Just like the intricate web of living things in the forest is interconnected and interdependent, using the mycorrhizal network beneath our feet, our own learning in the same spaces mirrors this grand design. I have often said that learning operates like a living organism. It can start from a single cell, the initial idea or catalyst, and, under the right circumstances, begin to expand and multiply. Idea after idea breathing in more life, moving around the structure. In our groups, the children are the source of the learning life. Each child, a completely different cell of ideas that collides with the existing structure. The learning adapts, it contours itself to fit the new dynamic, it grows. We grow. Infinitely.

The collective breath of our learning in a steady rhythm of give and take.

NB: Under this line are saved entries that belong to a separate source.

//! Memory-independent per-event counters
//!
//! Trip (fault-pending), failed-cycle and healing counters plus the fault
//! detection counter are kept per event, outside any memory entry, so events
//! that are not (yet) stored still qualify and heal.

use std::sync::atomic::{AtomicI8, AtomicU8, Ordering};
use std::sync::Arc;

use crate::runtime_check::RuntimeCheck;
use crate::types::EventId;

/// Saturating increment of an atomic counter; returns the new value
fn saturating_increment(cell: &AtomicU8) -> u8 {
    match cell.fetch_update(Ordering::AcqRel, Ordering::Acquire, |v| v.checked_add(1)) {
        Ok(previous) => previous + 1,
        Err(saturated) => saturated,
    }
}

/// Counter table indexed by event id
#[derive(Debug)]
pub struct EventCounters {
    fault_pending: Vec<AtomicU8>,
    failed_cycles: Vec<AtomicU8>,
    healing: Vec<AtomicU8>,
    fdc: Vec<AtomicI8>,
    max_fdc: Vec<AtomicI8>,
    checks: Arc<RuntimeCheck>,
}

impl EventCounters {
    pub fn new(event_count: usize, checks: Arc<RuntimeCheck>) -> Self {
        Self {
            fault_pending: (0..event_count).map(|_| AtomicU8::new(0)).collect(),
            failed_cycles: (0..event_count).map(|_| AtomicU8::new(0)).collect(),
            healing: (0..event_count).map(|_| AtomicU8::new(0)).collect(),
            fdc: (0..event_count).map(|_| AtomicI8::new(0)).collect(),
            max_fdc: (0..event_count).map(|_| AtomicI8::new(0)).collect(),
            checks,
        }
    }

    fn slot(&self, id: EventId) -> usize {
        self.checks
            .index_or_default("event counters", id.index(), self.fault_pending.len())
    }

    /// Failed cycles since the pending bit was last set (trip counter)
    pub fn fault_pending(&self, id: EventId) -> u8 {
        self.fault_pending[self.slot(id)].load(Ordering::Acquire)
    }

    pub fn increment_fault_pending(&self, id: EventId) -> u8 {
        saturating_increment(&self.fault_pending[self.slot(id)])
    }

    pub fn reset_fault_pending(&self, id: EventId) {
        self.fault_pending[self.slot(id)].store(0, Ordering::Release);
    }

    /// Cycles with at least one failure since last clear
    pub fn failed_cycles(&self, id: EventId) -> u8 {
        self.failed_cycles[self.slot(id)].load(Ordering::Acquire)
    }

    pub fn increment_failed_cycles(&self, id: EventId) -> u8 {
        saturating_increment(&self.failed_cycles[self.slot(id)])
    }

    /// Consecutive passed cycles since the last failure
    pub fn healing(&self, id: EventId) -> u8 {
        self.healing[self.slot(id)].load(Ordering::Acquire)
    }

    pub fn increment_healing(&self, id: EventId) -> u8 {
        saturating_increment(&self.healing[self.slot(id)])
    }

    pub fn reset_healing(&self, id: EventId) {
        self.healing[self.slot(id)].store(0, Ordering::Release);
    }

    /// Most recently reported fault detection counter
    pub fn fdc(&self, id: EventId) -> i8 {
        self.fdc[self.slot(id)].load(Ordering::Acquire)
    }

    /// Maximum fault detection counter since last clear
    pub fn max_fdc(&self, id: EventId) -> i8 {
        self.max_fdc[self.slot(id)].load(Ordering::Acquire)
    }

    /// Record a monitor FDC; returns the maximum since last clear
    pub fn report_fdc(&self, id: EventId, value: i8) -> i8 {
        let slot = self.slot(id);
        self.fdc[slot].store(value, Ordering::Release);
        self.max_fdc[slot].fetch_max(value, Ordering::AcqRel).max(value)
    }

    /// Reset the current FDC (new cycle or qualified result)
    pub fn reset_fdc(&self, id: EventId) {
        self.fdc[self.slot(id)].store(0, Ordering::Release);
    }

    /// Reset every counter of one event
    pub fn reset(&self, id: EventId) {
        let slot = self.slot(id);
        self.fault_pending[slot].store(0, Ordering::Release);
        self.failed_cycles[slot].store(0, Ordering::Release);
        self.healing[slot].store(0, Ordering::Release);
        self.fdc[slot].store(0, Ordering::Release);
        self.max_fdc[slot].store(0, Ordering::Release);
    }
}

#[cfg(test)]
mod tests {
    use super::*;

    fn counters() -> EventCounters {
        EventCounters::new(4, Arc::new(RuntimeCheck::new()))
    }

    #[test]
    fn test_increments_saturate() {
        let counters = counters();
        for _ in 0..300 {
            counters.increment_failed_cycles(EventId(1));
        }
        assert_eq!(counters.failed_cycles(EventId(1)), u8::MAX);
        assert_eq!(counters.increment_failed_cycles(EventId(1)), u8::MAX);
    }

    #[test]
    fn test_max_fdc_tracks_peak() {
        let counters = counters();
        assert_eq!(counters.report_fdc(EventId(2), 40), 40);
        assert_eq!(counters.report_fdc(EventId(2), -20), 40);
        assert_eq!(counters.fdc(EventId(2)), -20);
        assert_eq!(counters.report_fdc(EventId(2), 127), 127);
        assert_eq!(counters.max_fdc(EventId(2)), 127);
    }

    #[test]
    fn test_reset_clears_all() {
        let counters = counters();
        counters.increment_fault_pending(EventId(3));
        counters.increment_healing(EventId(3));
        counters.report_fdc(EventId(3), 10);
        counters.reset(EventId(3));
        assert_eq!(counters.fault_pending(EventId(3)), 0);
        assert_eq!(counters.healing(EventId(3)), 0);
        assert_eq!(counters.max_fdc(EventId(3)), 0);
    }

    #[test]
    fn test_events_are_independent() {
        let counters = counters();
        counters.increment_healing(EventId(1));
        assert_eq!(counters.healing(EventId(2)), 0);
    }
}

When we gather our group by the edge of a gently rushing river and ask them to close their eyes, sit in silence and listen, we have a plan. When we task them to disperse themselves and find a rock that calls to them to be picked up along that same riverbed, we have a plan. When we gather them back as a group and ask them to place their rocks in the center of our circle and, in turn, share what drew them to that particular rock, we have a plan.

You see, science, as a discipline is essentially wondrous. In order for it to maintain the momentum of discovery, someone, somewhere, needs to wonder.

  • Why do my ears hear the sound of water over the sound of wind?
  • Why do I like the weight of this rock in my hand? (Observation)
  • How does the eagle ride the wind?
  • What is in the snow aside from frozen water?
  • Why do these questions matter to me? (Reflection)
  • How can I answer these questions? (Investigation)

What exactly are we doing out in those woods when you see us?

Expanding, growing, making connections as innately as the roots under us, feeding our own learning lives but mostly, we’re cultivating wonder. Creating the next generation of scientists that can walk the line between the magic of the natural world and the logic of the intellectual self because, In the space between those two faculties, lies the cell of a promise for a better future.